Throughout the novel, Melinda is shown to have a strong aversion to men in general, especially Andy Evans, her rapist. Her distrust of men can be attributed to her possible PTSD due to her rape. At one point in the story, she is invited over to a friend’s house, but doesn’t trust him and hints strongly at the idea that she thinks he would have harmed her had she have gone, which is shown from the following quote, “David: ‘Come on, Mel. You gotta come with us! My dad told me to bring anyone I wanted. We can give you a ride home after if you want. It’ll be fun. You do remember fun, don’t you?’ Nope. I don’t do parties… Melinda One: ‘Get a life. It was just pizza. He wasn’t going to try anything. His parents were going to be there!’… Melinda Two: ‘The world is a dangerous place. You don’t know what would have happened. What if he was just saying his parents were going to be there? He could have been lying… Now hurry up and get us home. I don’t like it out here. It’s too dark.’” This distress or fear at the notion of being around men is something that is very common among sexual assault victims. As many as 70% of victims of sexual assault or rape have reported moderate to severe distress, which is disproportionately larger of a percentage than any other violent crime, as stated by RAINN (Rape, Abuse and Incest National Network). Things like PTSD can greatly warp the modern adolescent experience, and many people end up flying under the radar and going undiagnosed with their trauma, which only makes the adolescent experience tougher. As a result, many teens who do end up experiencing trauma bottle it up and avoid speaking about it to others, instead choosing to avoid the issue, which can lead to many more issues down the line.

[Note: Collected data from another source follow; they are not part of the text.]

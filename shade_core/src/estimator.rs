//! Online kinematic model used to predict where a moving shade will stop.
//!
//! Per shade the estimator keeps the last telemetry sample, the most recent
//! dispatched target and, once motion has been seen, a [`LearnedModel`]:
//!
//! - steady-state speed in raw units per second, fitted by scalar recursive
//!   least squares of displacement (`|Δraw|`) against moving time (`Δt`), with
//!   a forgetting factor so the fit tracks slow drift;
//! - command latency, an EMA of the delay between a write and the start of
//!   motion it caused. Only writes that find the shade at rest are timed;
//!   a write landing mid-motion shows no start of motion to measure.
//!
//! Memory and update cost are O(1) per shade.

use crate::config::EstimatorCfg;
use crate::error::ShadeError;
use crate::util::{clamp_raw, secs_between};
use shade_traits::ShadeId;
use std::collections::HashMap;
use std::time::{Duration, Instant};

/// Lower bound on the RLS covariance so the fit never freezes completely.
const COVARIANCE_FLOOR: f64 = 1e-6;
/// Moving-time windows shorter than this carry no usable speed information.
const MIN_MOVING_SECS: f64 = 1e-3;

/// Learned parameters for one shade. Speed and latency are never negative.
#[derive(Debug, Clone, PartialEq)]
pub struct LearnedModel {
    /// Raw units per second.
    pub speed: f64,
    /// RLS covariance of the speed estimate.
    pub covariance: f64,
    pub latency: Duration,
    pub speed_samples: u32,
    pub latency_samples: u32,
}

impl LearnedModel {
    fn seed(cfg: &EstimatorCfg) -> Self {
        Self {
            speed: 0.0,
            covariance: cfg.initial_covariance,
            latency: cfg.initial_latency,
            speed_samples: 0,
            latency_samples: 0,
        }
    }

    fn update_speed(&mut self, moving_secs: f64, displacement: f64, forgetting: f64) {
        let p = self.covariance;
        let gain = p * moving_secs / (forgetting + moving_secs * moving_secs * p);
        let err = displacement - moving_secs * self.speed;
        self.speed = (self.speed + gain * err).max(0.0);
        self.covariance = ((p - gain * moving_secs * p) / forgetting).max(COVARIANCE_FLOOR);
        self.speed_samples = self.speed_samples.saturating_add(1);
    }

    fn update_latency(&mut self, observed: Duration, alpha: f64) {
        let prev = self.latency.as_secs_f64();
        let next = (1.0 - alpha) * prev + alpha * observed.as_secs_f64();
        self.latency = Duration::from_secs_f64(next.max(0.0));
        self.latency_samples = self.latency_samples.saturating_add(1);
    }
}

#[derive(Debug, Clone, Copy, PartialEq, Eq)]
pub struct CommandRecord {
    pub target: u16,
    pub at: Instant,
}

/// What a sample did to the model; used for debug logging and tests.
#[derive(Debug, Clone, Copy, PartialEq, Eq)]
pub enum SampleEffect {
    /// First sample for the shade; nothing to compare against.
    Baseline,
    /// No motion toward a commanded target.
    Stationary,
    /// Reached the target inside the interval; latency may update, speed does not.
    Arrived { latency_updated: bool },
    Moving { latency_updated: bool },
}

#[derive(Debug, Default)]
struct Track {
    last: Option<(u16, Instant)>,
    command: Option<CommandRecord>,
    awaiting_motion: bool,
    /// The last sample moved and had not reached the commanded target.
    moving: bool,
    model: Option<LearnedModel>,
}

/// Keyed store of per-shade learning state.
#[derive(Debug)]
pub struct Estimator {
    cfg: EstimatorCfg,
    tracks: HashMap<ShadeId, Track>,
}

impl Estimator {
    pub fn new(cfg: EstimatorCfg) -> Self {
        Self {
            cfg,
            tracks: HashMap::new(),
        }
    }

    pub fn config(&self) -> &EstimatorCfg {
        &self.cfg
    }

    pub fn model(&self, shade: &ShadeId) -> Option<&LearnedModel> {
        self.tracks.get(shade).and_then(|t| t.model.as_ref())
    }

    pub fn last_command(&self, shade: &ShadeId) -> Option<CommandRecord> {
        self.tracks.get(shade).and_then(|t| t.command)
    }

    /// Remember the most recently dispatched target for a shade.
    ///
    /// Latency is armed only when the shade was at rest; stops and retargets
    /// sent mid-motion update the direction but are not timed.
    pub fn record_command(&mut self, shade: &ShadeId, target: u16, at: Instant) {
        let track = self.tracks.entry(shade.clone()).or_default();
        track.command = Some(CommandRecord { target, at });
        track.awaiting_motion = !track.moving;
    }

    /// Feed one telemetry sample.
    pub fn record_sample(&mut self, shade: &ShadeId, raw: u16, at: Instant) -> SampleEffect {
        let cfg = &self.cfg;
        let track = self.tracks.entry(shade.clone()).or_default();
        let Some((prev_raw, prev_at)) = track.last.replace((raw, at)) else {
            return SampleEffect::Baseline;
        };
        if at <= prev_at {
            return SampleEffect::Stationary;
        }
        let delta = i32::from(raw) - i32::from(prev_raw);
        let Some(cmd) = track.command else {
            track.moving = delta != 0;
            return SampleEffect::Stationary;
        };
        track.moving = delta != 0 && raw != cmd.target;
        let wanted = i32::from(cmd.target) - i32::from(prev_raw);
        if delta == 0 || wanted == 0 || delta.signum() != wanted.signum() {
            return SampleEffect::Stationary;
        }

        let model = track.model.get_or_insert_with(|| LearnedModel::seed(cfg));
        let displacement = f64::from(delta.unsigned_abs());
        // A write that found the shade moving did not restart the motion.
        let window_start = if track.awaiting_motion {
            prev_at.max(cmd.at)
        } else {
            prev_at
        };
        let mut moving_from = window_start;
        let mut latency_updated = false;

        if track.awaiting_motion && at > cmd.at {
            track.awaiting_motion = false;
            // Place the motion start inside the interval using the current
            // speed; without one assume it started as early as possible.
            if model.speed_samples > 0 && model.speed > 0.0 {
                let travel = Duration::from_secs_f64(displacement / model.speed);
                let estimate = at.checked_sub(travel).unwrap_or(window_start);
                moving_from = estimate.clamp(window_start, at);
            }
            let observed = moving_from
                .saturating_duration_since(cmd.at)
                .min(cfg.max_latency);
            model.update_latency(observed, cfg.latency_alpha);
            latency_updated = true;
        }

        if raw == cmd.target {
            return SampleEffect::Arrived { latency_updated };
        }
        let moving_secs = secs_between(moving_from, at);
        if moving_secs >= MIN_MOVING_SECS {
            model.update_speed(moving_secs, displacement, cfg.forgetting);
        }
        SampleEffect::Moving { latency_updated }
    }

    /// Raw position the shade is expected to rest at if a stop (freeze) is
    /// issued at `command_at`, given its last sample.
    ///
    /// Direction comes from the most recent commanded target; with no target
    /// the shade is assumed stationary.
    pub fn predict_stop_raw(
        &self,
        shade: &ShadeId,
        last_raw: u16,
        last_at: Instant,
        command_at: Instant,
    ) -> Result<u16, ShadeError> {
        let track = self.tracks.get(shade);
        let model = track
            .and_then(|t| t.model.as_ref())
            .ok_or_else(|| ShadeError::Uninitialized(shade.clone()))?;
        let Some(cmd) = track.and_then(|t| t.command) else {
            return Ok(last_raw);
        };
        let dir = f64::from((i32::from(cmd.target) - i32::from(last_raw)).signum());
        let horizon = secs_between(last_at, command_at) + model.latency.as_secs_f64();
        Ok(clamp_raw(f64::from(last_raw) + dir * model.speed * horizon))
    }

    /// Drop the learned model; sample and command history are kept.
    pub fn reset(&mut self, shade: &ShadeId) -> bool {
        self.tracks
            .get_mut(shade)
            .and_then(|t| t.model.take())
            .is_some()
    }

    /// Drop everything known about a deregistered shade.
    pub fn forget(&mut self, shade: &ShadeId) {
        self.tracks.remove(shade);
    }
}
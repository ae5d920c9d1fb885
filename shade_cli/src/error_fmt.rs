//! Human-readable error descriptions and structured JSON error formatting.

use shade_core::{BuildError, CalibrationError, ShadeError};

/// Map an eyre::Report to a human-readable explanation with likely causes and fix hints.
pub fn humanize(err: &eyre::Report) -> String {
    // Typed matches first
    if let Some(be) = err.downcast_ref::<BuildError>() {
        return match be {
            BuildError::MissingController => {
                "What happened: No controller was provided to the shade engine.\nLikely causes: The simulated controller failed to initialize or was not wired into the builder.\nHow to fix: Ensure a controller is passed via with_controller(...) or with_shared_controller(...).".to_string()
            }
            BuildError::InvalidConfig(msg) => format!(
                "What happened: Invalid engine configuration ({msg}).\nLikely causes: Out-of-range timings in [batch], [polling] or [predictor].\nHow to fix: Edit the config file, then rerun `shadectl check-config`."
            ),
        };
    }

    if let Some(ce) = err.downcast_ref::<CalibrationError>() {
        return calibration_hint(ce);
    }

    if let Some(se) = err.downcast_ref::<ShadeError>() {
        return match se {
            ShadeError::Timeout => "What happened: The controller did not answer in time.\nLikely causes: Controller overloaded or unreachable, or controller.request_timeout_ms too low.\nHow to fix: Check the controller's connection and consider raising controller.request_timeout_ms in the config.".to_string(),
            ShadeError::Controller(msg) => format!(
                "What happened: The controller reported an error ({msg}).\nLikely causes: Controller offline or refusing requests.\nHow to fix: Check that the controller is reachable, then retry."
            ),
            ShadeError::AllFailed { reason } => format!(
                "What happened: No shade accepted the write ({reason}).\nLikely causes: Controller unreachable, or every targeted shade is disconnected.\nHow to fix: Check the controller and the shades' connection status, then resend the command."
            ),
            ShadeError::PartialFailure { failed } => format!(
                "What happened: Some shades did not accept the write ({}).\nLikely causes: Those shades are disconnected or faulted.\nHow to fix: Check the listed shades; the others moved as requested.",
                failed.iter().map(|s| s.as_str()).collect::<Vec<_>>().join(", ")
            ),
            ShadeError::GroupConflict { shade, first, second } => format!(
                "What happened: Shade {shade} is listed in two visual groups ({first} and {second}).\nLikely causes: A shade was added to a new group without removing it from the old one.\nHow to fix: Keep each shade in at most one [visual_groups.<id>] members list."
            ),
            ShadeError::InvalidCalibration(ce) => calibration_hint(ce),
            ShadeError::UnknownShade(id) => format!(
                "What happened: Shade {id} is not known to the engine.\nLikely causes: Typo in the shade id, or the controller has not reported it yet.\nHow to fix: Check the id against `status` output, or poll first."
            ),
            ShadeError::UnknownGroup(id) => format!(
                "What happened: Visual group {id} does not exist.\nLikely causes: Typo in the group id.\nHow to fix: Use an id from the [visual_groups] section of the config."
            ),
            // Fallback to generic for other domain errors
            other => format!(
                "What happened: {other}.\nLikely causes: See logs.\nHow to fix: Re-run with --log-level=debug or set RUST_LOG for more detail."
            ),
        };
    }

    if err.downcast_ref::<toml::de::Error>().is_some() {
        return format!(
            "What happened: The config file is not valid TOML.\nLikely causes: A syntax error or a value of the wrong type.\nHow to fix: Fix the file; the parser said: {err}"
        );
    }

    // String-based heuristics for errors coming from config loading
    let msg = err.to_string();
    let lower = msg.to_ascii_lowercase();

    // Calibration CSV header special-case
    if lower.contains("calibration csv must have headers") {
        return "Invalid headers in calibration CSV. Expected 'percent,raw'.".to_string();
    }

    if lower.contains("[simulation]") {
        return "What happened: The config has no simulated shades.\nLikely causes: The [[simulation.shades]] entries are missing.\nHow to fix: Add at least one [[simulation.shades]] entry with an id.".to_string();
    }

    if lower.contains(" must ") || lower.contains("invalid configuration") {
        return format!(
            "What happened: Configuration is invalid ({msg}).\nLikely causes: A missing or out-of-range value.\nHow to fix: Edit the TOML config and try again."
        );
    }

    // Generic fallback
    let mut cause = String::new();
    if let Some(src) = err.source() {
        cause = format!(" Cause: {src}");
    }
    format!(
        "Something went wrong.{cause}\nHow to fix: Re-run with --log-level=debug for details. Original: {msg}"
    )
}

fn calibration_hint(ce: &CalibrationError) -> String {
    format!(
        "What happened: Calibration anchors were rejected ({ce}).\nLikely causes: Anchors out of order, a raw value that decreases, or missing 0%/100% endpoints.\nHow to fix: List anchors from 0% to 100% with non-decreasing raw values."
    )
}

/// Stable name for the error, used as `reason` in JSON output.
pub fn reason_name(err: &eyre::Report) -> &'static str {
    if let Some(se) = err.downcast_ref::<ShadeError>() {
        return match se {
            ShadeError::InvalidCalibration(_) => "InvalidCalibration",
            ShadeError::Uninitialized(_) => "Uninitialized",
            ShadeError::PartialFailure { .. } => "PartialFailure",
            ShadeError::AllFailed { .. } => "AllFailed",
            ShadeError::SkippedNoPosition(_) => "SkippedNoPosition",
            ShadeError::UnknownShade(_) => "UnknownShade",
            ShadeError::UnknownGroup(_) => "UnknownGroup",
            ShadeError::GroupConflict { .. } => "GroupConflict",
            ShadeError::Controller(_) => "Controller",
            ShadeError::Timeout => "Timeout",
            ShadeError::Shutdown => "Shutdown",
        };
    }
    if err.downcast_ref::<CalibrationError>().is_some() {
        return "InvalidCalibration";
    }
    if err.downcast_ref::<BuildError>().is_some() {
        return "Build";
    }
    "Error"
}

/// Map engine failures to stable exit codes; everything else returns 1.
pub fn exit_code_for_error(err: &eyre::Report) -> i32 {
    match err.downcast_ref::<ShadeError>() {
        Some(ShadeError::Timeout) => 3,
        Some(ShadeError::Controller(_)) => 4,
        Some(ShadeError::AllFailed { .. } | ShadeError::PartialFailure { .. }) => 5,
        _ => 1,
    }
}

/// Structured JSON for errors when --json is enabled.
pub fn format_error_json(err: &eyre::Report) -> String {
    serde_json::json!({ "reason": reason_name(err), "message": humanize(err) }).to_string()
}

#[cfg(test)]
mod tests {
    use super::*;
    use rstest::rstest;
    use shade_traits::ShadeId;

    #[rstest]
    #[case(ShadeError::Timeout, "did not answer in time", 3)]
    #[case(ShadeError::Controller("connection refused".into()), "connection refused", 4)]
    #[case(ShadeError::AllFailed { reason: "motor fault".into() }, "motor fault", 5)]
    #[case(ShadeError::PartialFailure { failed: vec![ShadeId::from("a")] }, "(a)", 5)]
    #[case(ShadeError::UnknownGroup("x".into()), "Visual group x", 1)]
    #[case(ShadeError::Shutdown, "shutting down", 1)]
    fn shade_errors_are_explained(#[case] e: ShadeError, #[case] needle: &str, #[case] code: i32) {
        let report = eyre::Report::new(e);
        let text = humanize(&report);
        assert!(text.contains(needle), "{text}");
        assert_eq!(exit_code_for_error(&report), code);
    }

    #[test]
    fn csv_header_message_is_short() {
        let report = eyre::eyre!("calibration CSV must have headers 'percent,raw', got: a,b");
        assert_eq!(
            humanize(&report),
            "Invalid headers in calibration CSV. Expected 'percent,raw'."
        );
    }

    #[test]
    fn json_error_carries_reason() {
        let report = eyre::Report::new(ShadeError::Timeout);
        let v: serde_json::Value = serde_json::from_str(&format_error_json(&report)).unwrap();
        assert_eq!(v["reason"], "Timeout");
        assert!(v["message"].as_str().unwrap().starts_with("What happened"));
    }

    #[test]
    fn unknown_errors_fall_back_to_generic_text() {
        let report = eyre::eyre!("disk on fire");
        assert!(humanize(&report).starts_with("Something went wrong."));
        assert_eq!(reason_name(&report), "Error");
    }
}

In summary, the modern adolescent experience in terms of mental health is an incredibly complex and ever-changing concept. With an often non-sympathetic society, shifting social pressures and possible childhood trauma, teenagers often have a lot on their plate, all of which largely contribute to the rise in anxiety and depression among youth. The novel Speak portrays a lot of these issues and pressures wonderfully, and gives a greatly detailed look into what the modern adolescent experience might look like when one’s mental health is thrown into the mix.